* Problem to solve
Please count the lines in the data below that hold "rows" and answer with the number by itself.

Start of Information

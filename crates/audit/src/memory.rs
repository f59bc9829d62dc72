//! In-memory audit store.

use std::cmp::Ordering;
use std::collections::BTreeSet;

use chrono::Utc;

use shopdesk_core::{AuditEntryId, DomainResult};

use crate::entry::{AuditAction, AuditEntry, NewAuditEntry};
use crate::query::{AuditPage, AuditQuery, SortColumn, SortOrder};
use crate::store::AuditStore;

/// In-memory [`AuditStore`]. Entries live in insertion order; queries copy
/// and sort.
#[derive(Debug, Default)]
pub struct MemoryAudit {
    entries: Vec<AuditEntry>,
    next_id: u64,
}

impl MemoryAudit {
    pub fn new() -> Self {
        Self::default()
    }

    fn matches(entry: &AuditEntry, query: &AuditQuery) -> bool {
        let f = &query.filters;
        if let Some(action) = &f.action
            && entry.action.as_str() != action
        {
            return false;
        }
        if let Some(user) = f.user_id
            && entry.user_id != user
        {
            return false;
        }
        if let Some(from) = f.date_from
            && entry.created_at.date_naive() < from
        {
            return false;
        }
        if let Some(to) = f.date_to
            && entry.created_at.date_naive() > to
        {
            return false;
        }
        if !f.search.is_empty() {
            let needle = f.search.to_lowercase();
            let hit = entry.action.as_str().to_lowercase().contains(&needle)
                || entry.object_type.to_lowercase().contains(&needle)
                || entry.object_id.to_string().contains(&needle);
            if !hit {
                return false;
            }
        }
        true
    }

    fn compare(a: &AuditEntry, b: &AuditEntry, column: SortColumn) -> Ordering {
        let primary = match column {
            SortColumn::Date => a.created_at.cmp(&b.created_at),
            SortColumn::User => a.user_id.cmp(&b.user_id),
            SortColumn::Action => a.action.cmp(&b.action),
            SortColumn::Object => (a.object_type.as_str(), a.object_id)
                .cmp(&(b.object_type.as_str(), b.object_id)),
        };
        // Id tie-break keeps ordering deterministic for equal keys.
        primary.then(a.id.cmp(&b.id))
    }
}

impl AuditStore for MemoryAudit {
    fn append(&mut self, entry: NewAuditEntry) -> DomainResult<AuditEntryId> {
        self.next_id += 1;
        let id = AuditEntryId::new(self.next_id);
        self.entries.push(AuditEntry {
            id,
            user_id: entry.user_id,
            action: entry.action,
            object_id: entry.object_id,
            object_type: entry.object_type,
            before: entry.before,
            after: entry.after,
            created_at: Utc::now(),
        });
        Ok(id)
    }

    fn query(&self, query: &AuditQuery) -> AuditPage {
        let mut rows: Vec<AuditEntry> = self
            .entries
            .iter()
            .filter(|e| Self::matches(e, query))
            .cloned()
            .collect();

        rows.sort_by(|a, b| {
            let ord = Self::compare(a, b, query.sort_by);
            match query.sort_order {
                SortOrder::Asc => ord,
                SortOrder::Desc => ord.reverse(),
            }
        });

        let total = rows.len();
        let per_page = query.per_page.max(1);
        let page = query.page.max(1);
        let rows = rows
            .into_iter()
            .skip((page - 1) * per_page)
            .take(per_page)
            .collect();
        AuditPage { rows, total }
    }

    fn distinct_actions(&self) -> Vec<AuditAction> {
        let set: BTreeSet<AuditAction> =
            self.entries.iter().map(|e| e.action.clone()).collect();
        set.into_iter().collect()
    }

    fn total(&self) -> usize {
        self.entries.len()
    }

    fn entry(&self, id: AuditEntryId) -> Option<AuditEntry> {
        self.entries.iter().find(|e| e.id == id).cloned()
    }
}

#[cfg(test)]
mod tests {
    use super::*;
    use crate::store::record;
    use shopdesk_core::UserId;

    fn seed(store: &mut MemoryAudit) -> DomainResult<()> {
        record(
            store,
            UserId::new(7),
            AuditAction::PRODUCT_CREATE,
            101,
            "product",
            &serde_json::json!(null),
            &serde_json::json!({"name": "Hoodie"}),
        )?;
        record(
            store,
            UserId::new(7),
            AuditAction::PRODUCT_EDIT,
            101,
            "product",
            &serde_json::json!({"regular_price": "10"}),
            &serde_json::json!({"regular_price": "12"}),
        )?;
        record(
            store,
            UserId::new(9),
            AuditAction::ORDER_STATUS_CHANGE,
            555,
            "order",
            &serde_json::json!({"status": "processing"}),
            &serde_json::json!({"status": "completed"}),
        )?;
        Ok(())
    }

    #[test]
    fn entries_accumulate_and_keep_ids() -> DomainResult<()> {
        let mut store = MemoryAudit::new();
        seed(&mut store)?;
        assert_eq!(store.total(), 3);
        let first = store.entry(AuditEntryId::new(1)).unwrap();
        assert_eq!(first.action, AuditAction::PRODUCT_CREATE);
        assert_eq!(first.object_id, 101);
        Ok(())
    }

    #[test]
    fn filters_are_conjunctive() -> DomainResult<()> {
        let mut store = MemoryAudit::new();
        seed(&mut store)?;

        let mut query = AuditQuery::new();
        query.filters.user_id = Some(UserId::new(7));
        query.filters.action = Some("product_edit".into());
        let page = store.query(&query);
        assert_eq!(page.total, 1);
        assert_eq!(page.rows[0].action, AuditAction::PRODUCT_EDIT);
        Ok(())
    }

    #[test]
    fn search_spans_action_object_type_and_id() -> DomainResult<()> {
        let mut store = MemoryAudit::new();
        seed(&mut store)?;

        let mut query = AuditQuery::new();
        query.filters.search = "555".into();
        assert_eq!(store.query(&query).total, 1);

        query.filters.search = "PRODUCT".into();
        assert_eq!(store.query(&query).total, 2);
        Ok(())
    }

    #[test]
    fn unknown_sort_column_falls_back_to_date() {
        let column: SortColumn = "sneaky; drop table".parse().unwrap();
        assert_eq!(column, SortColumn::Date);
        let order: SortOrder = "sideways".parse().unwrap();
        assert_eq!(order, SortOrder::Desc);
    }

    #[test]
    fn default_ordering_is_newest_first() -> DomainResult<()> {
        let mut store = MemoryAudit::new();
        seed(&mut store)?;
        let page = store.query(&AuditQuery::new());
        let ids: Vec<u64> = page.rows.iter().map(|e| e.id.as_u64()).collect();
        assert_eq!(ids, vec![3, 2, 1]);
        Ok(())
    }

    #[test]
    fn sort_by_action_ascending_with_id_tiebreak() -> DomainResult<()> {
        let mut store = MemoryAudit::new();
        seed(&mut store)?;
        record(
            &mut store,
            UserId::new(3),
            AuditAction::PRODUCT_EDIT,
            202,
            "product",
            &serde_json::json!(null),
            &serde_json::json!(null),
        )?;

        let mut query = AuditQuery::new();
        query.sort_by = SortColumn::Action;
        query.sort_order = SortOrder::Asc;
        let ids: Vec<u64> = store
            .query(&query)
            .rows
            .iter()
            .map(|e| e.id.as_u64())
            .collect();
        // order_status_change < product_create < product_edit (x2, by id).
        assert_eq!(ids, vec![3, 1, 2, 4]);
        Ok(())
    }

    #[test]
    fn date_bounds_are_inclusive_whole_days() -> DomainResult<()> {
        let mut store = MemoryAudit::new();
        seed(&mut store)?;

        let today = Utc::now().date_naive();
        let mut query = AuditQuery::new();
        query.filters.date_from = Some(today);
        query.filters.date_to = Some(today);
        assert_eq!(store.query(&query).total, 3);

        query.filters.date_to = Some(today.pred_opt().unwrap());
        assert_eq!(store.query(&query).total, 0);
        Ok(())
    }

    #[test]
    fn pagination_reports_full_total() -> DomainResult<()> {
        let mut store = MemoryAudit::new();
        seed(&mut store)?;
        let mut query = AuditQuery::new();
        query.per_page = 2;
        query.page = 2;
        let page = store.query(&query);
        assert_eq!(page.total, 3);
        assert_eq!(page.rows.len(), 1);
        Ok(())
    }

    #[test]
    fn distinct_actions_deduplicate() -> DomainResult<()> {
        let mut store = MemoryAudit::new();
        seed(&mut store)?;
        seed(&mut store)?;
        assert_eq!(store.distinct_actions().len(), 3);
        Ok(())
    }
}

End of Information

* Solution for this problem
9